Function of multidrug resistance-associated protein 2 in acute hepatic failure rats
- 作者:Tomoharu Yokooji ; Teruo Murakami ; Ryoko Yumoto ; Junya Nagai and Mikihisa Takano
- 关键词:Multidrug resistance-associated protein 2 ; 2 ; 4-Dinitrophenyl-S-glutathione ; CCl4-induced acute hepatic failure ; Hyperbilirubinemia ; Intestinal efflux
- 刊名:European Journal of Pharmacology
- 出版年:2006
- 期刊代码:24_00142999
- 类别:neu
- 出版时间:28 September 2006
- 卷:546
- 期:1-3
- 页码:152-160
- 文件大小:350 K
摘要
The function of multidrug resistance-associated protein 2 (Mrp2) in the intestine and liver, as well as intestinal Mrp2 expression, was analyzed in CCl4-induced acute hepatic failure rats with hyperbilirubinemia. The plasma level of bilirubin glucuronides, endogenous Mrp2-substrates, was 26 μM at 24 h after CCl4 treatment. Mrp2 protein levels in jejunum decreased to 41%of control level. Mrp2-mediated efflux of 2,4-dinitrophenyl-S-glutathione (DNP-GSH), an Mrp2-substrate, in jejunum decreased to 31%of control in vitro, and was almost completely suppressed in vivo to the same level as that in the presence of probenecid, an Mrp2-inhibitor.

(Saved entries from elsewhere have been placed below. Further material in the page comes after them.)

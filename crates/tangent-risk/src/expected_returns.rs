//! Expected-return estimators
//!
//! The optimizer takes μ from [`AssetMoments`]; an [`ExpectedReturns`]
//! implementation decides what μ should be for a given historical window.

use ndarray::Array1;
use serde::{Deserialize, Serialize};
use tangent_data::MarketCaps;

use crate::{
    black_litterman::{BlackLitterman, BlackLittermanConfig},
    error::Result,
    moments::AssetMoments,
    views::View,
};

/// Produces per-period expected returns for the assets of `moments`.
pub trait ExpectedReturns {
    /// Expected returns in `moments.assets()` order
    ///
    /// # Arguments
    /// * `moments` - Historical moments of the window
    /// * `risk_free_rate` - Annual risk-free rate
    fn expected_returns(&self, moments: &AssetMoments, risk_free_rate: f64) -> Result<Array1<f64>>;

    /// `moments` with μ replaced by [`Self::expected_returns`]
    fn apply(&self, moments: AssetMoments, risk_free_rate: f64) -> Result<AssetMoments> {
        let mean = self.expected_returns(&moments, risk_free_rate)?;
        moments.with_mean(mean)
    }
}

/// Historical arithmetic mean returns.
#[derive(Debug, Clone, Copy, Default, PartialEq, Eq, Serialize, Deserialize)]
pub struct HistoricalMean;

impl ExpectedReturns for HistoricalMean {
    fn expected_returns(&self, moments: &AssetMoments, _risk_free_rate: f64) -> Result<Array1<f64>> {
        Ok(moments.mean().clone())
    }
}

/// Black-Litterman posterior returns from market caps and views.
#[derive(Debug, Clone, Default, PartialEq, Serialize, Deserialize)]
pub struct BlackLittermanReturns {
    /// Market capitalisation of every asset that may appear in a window
    pub market_caps: MarketCaps,
    /// Investor views
    pub views: Vec<View>,
    /// Model parameters
    #[serde(default)]
    pub config: BlackLittermanConfig,
}

impl BlackLittermanReturns {
    /// Create an estimator from caps and views with default parameters
    pub fn new(market_caps: MarketCaps, views: Vec<View>) -> Self {
        Self {
            market_caps,
            views,
            config: BlackLittermanConfig::default(),
        }
    }
}

impl ExpectedReturns for BlackLittermanReturns {
    fn expected_returns(&self, moments: &AssetMoments, risk_free_rate: f64) -> Result<Array1<f64>> {
        let weights = self.market_caps.weights_for(moments.assets())?;
        let estimate = BlackLitterman::new(self.config).estimate(
            moments,
            &weights,
            risk_free_rate,
            &self.views,
        )?;
        Ok(estimate.posterior)
    }
}

#[cfg(test)]
mod tests {
    use super::*;
    use crate::error::RiskError;
    use approx::assert_relative_eq;
    use ndarray::array;

    fn moments() -> AssetMoments {
        AssetMoments::new(
            vec!["AAPL".into(), "MSFT".into()],
            array![0.001, 0.0005],
            array![[0.0004, 0.0001], [0.0001, 0.0002]],
        )
        .unwrap()
    }

    #[test]
    fn test_historical_mean() {
        let mu = HistoricalMean.expected_returns(&moments(), 0.0).unwrap();
        assert_eq!(mu, array![0.001, 0.0005]);
    }

    #[test]
    fn test_black_litterman_returns_without_views() {
        let caps: MarketCaps = [("AAPL", 3.0), ("MSFT", 1.0)].into_iter().collect();
        let estimator = BlackLittermanReturns::new(caps, vec![]);
        let m = estimator.apply(moments(), 0.01).unwrap();

        let w = array![0.75, 0.25];
        let r = 252.0 * (0.75 * 0.001 + 0.25 * 0.0005);
        let sigma_w = array![0.75 * 0.0004 + 0.25 * 0.0001, 0.75 * 0.0001 + 0.25 * 0.0002];
        let v = 252.0 * w.dot(&sigma_w);
        let delta = (r - 0.01) / v;
        assert_relative_eq!(m.mean()[0], delta * sigma_w[0], epsilon = 1e-14);
        assert_relative_eq!(m.mean()[1], delta * sigma_w[1], epsilon = 1e-14);
    }

    #[test]
    fn test_missing_market_cap() {
        let caps: MarketCaps = [("AAPL", 3.0)].into_iter().collect();
        let estimator = BlackLittermanReturns::new(caps, vec![]);
        assert!(matches!(
            estimator.expected_returns(&moments(), 0.0),
            Err(RiskError::Data(_))
        ));
    }
}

Biliary excretion of DNP-GSH was suppressed to the same level as that inhibited by intravenous probenecid. The suppression of Mrp2 and the increased plasma bilirubin glucuronides recovered within 24 h thereafter. These results suggest that hyperbilirubinemia in disease states may be related to the systemic suppression of Mrp2 function.